What is Project Starscape?
The concept is pretty simple. The idea is to recreate astronomical or other animated displays upon a ceiling to provide entertainment for children or children-at-heart when they go to sleep at night.
How was Project Starscape implemented?
The implementation, on the other hand, is complex. 'Pucks' (wireless LED pixel units) must form a network with their neighbors and a control station. This is done using infrared signaling modulated at 38kHz. Each puck has eight transmitters and eight receivers, forming eight transceiver pairs. Each puck can receive from all sides simultaneously but can only transmit from one LED at a time.
At a higher level, the implementation requires setting up an ad-hoc network complete with routing.
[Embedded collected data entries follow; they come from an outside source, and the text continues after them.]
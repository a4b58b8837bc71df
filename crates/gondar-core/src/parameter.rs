//! Typed event parameter values.

use std::collections::BTreeMap;
use std::fmt;

use serde::{Serialize, Serializer};
use serde_json::{Number, Value};

/// Parameters attached to an event. Keys are unique and iterate in sorted
/// order, so outbound payloads are deterministic.
pub type Parameters = BTreeMap<String, ParameterValue>;

/// Parameters where a key may be declared without a value. A `None` value
/// means "send this key only if set".
pub type OptionalParameters = BTreeMap<String, Option<ParameterValue>>;

/// Scalar map handed to backends that accept heterogeneous value maps.
pub type ScalarMap = serde_json::Map<String, Value>;

/// Text-only map handed to backends that accept string parameters.
pub type TextMap = BTreeMap<String, String>;

/// A single scalar event parameter. Serializes as the bare scalar, the same
/// value [`ParameterValue::to_scalar`] returns.
#[derive(Debug, Clone, PartialEq, Serialize)]
#[serde(untagged)]
pub enum ParameterValue {
    /// A text value.
    String(String),
    /// A signed integer value.
    Int(i64),
    /// A floating point value.
    Double(#[serde(serialize_with = "double_scalar")] f64),
    /// A boolean flag.
    Bool(bool),
}

impl ParameterValue {
    /// Returns the value as a backend-neutral scalar.
    ///
    /// Integers stay integers. Doubles that have no JSON number form (NaN,
    /// infinities) fall back to their canonical string.
    #[must_use]
    pub fn to_scalar(&self) -> Value {
        match self {
            Self::String(s) => Value::String(s.clone()),
            Self::Int(i) => Value::Number(Number::from(*i)),
            Self::Double(d) => {
                Number::from_f64(*d).map_or_else(|| Value::String(d.to_string()), Value::Number)
            }
            Self::Bool(b) => Value::Bool(*b),
        }
    }
}

impl fmt::Display for ParameterValue {
    fn fmt(&self, f: &mut fmt::Formatter<'_>) -> fmt::Result {
        match self {
            Self::String(s) => f.write_str(s),
            Self::Int(i) => write!(f, "{i}"),
            Self::Double(d) => write!(f, "{d}"),
            Self::Bool(b) => write!(f, "{b}"),
        }
    }
}

// Non-finite doubles go out as their canonical string, like `to_scalar`.
#[allow(clippy::trivially_copy_pass_by_ref)]
fn double_scalar<S: Serializer>(value: &f64, serializer: S) -> Result<S::Ok, S::Error> {
    if value.is_finite() {
        serializer.serialize_f64(*value)
    } else {
        serializer.collect_str(value)
    }
}

impl From<&str> for ParameterValue {
    fn from(value: &str) -> Self {
        Self::String(value.to_owned())
    }
}

impl From<String> for ParameterValue {
    fn from(value: String) -> Self {
        Self::String(value)
    }
}

impl From<i64> for ParameterValue {
    fn from(value: i64) -> Self {
        Self::Int(value)
    }
}

impl From<i32> for ParameterValue {
    fn from(value: i32) -> Self {
        Self::Int(i64::from(value))
    }
}

impl From<f64> for ParameterValue {
    fn from(value: f64) -> Self {
        Self::Double(value)
    }
}

impl From<bool> for ParameterValue {
    fn from(value: bool) -> Self {
        Self::Bool(value)
    }
}

/// Drops every key whose value is absent. Returns `None` when nothing is
/// left.
#[must_use]
pub fn flatten_optional(parameters: &OptionalParameters) -> Option<Parameters> {
    let flattened: Parameters = parameters
        .iter()
        .filter_map(|(key, value)| value.clone().map(|v| (key.clone(), v)))
        .collect();
    (!flattened.is_empty()).then_some(flattened)
}

/// Converts parameters into the scalar map form.
#[must_use]
pub fn to_scalar_map(parameters: &Parameters) -> ScalarMap {
    parameters
        .iter()
        .map(|(key, value)| (key.clone(), value.to_scalar()))
        .collect()
}

/// Converts parameters into the text-only map form.
#[must_use]
pub fn to_text_map(parameters: &Parameters) -> TextMap {
    parameters
        .iter()
        .map(|(key, value)| (key.clone(), value.to_string()))
        .collect()
}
This was not fully completed in time for our demo as we had a few bugs in our implementation, but it was *almost* working. As a plan B, we've setup a simpler broadcasting scheme.
In what you see in the second section of this video, a controller is sending packets to a master puck, called Puck Zero, which then forwards the message addressed to individual pucks or using a special address called ALL_PUCKS. It is simply broadcasting out all sides, one at a time.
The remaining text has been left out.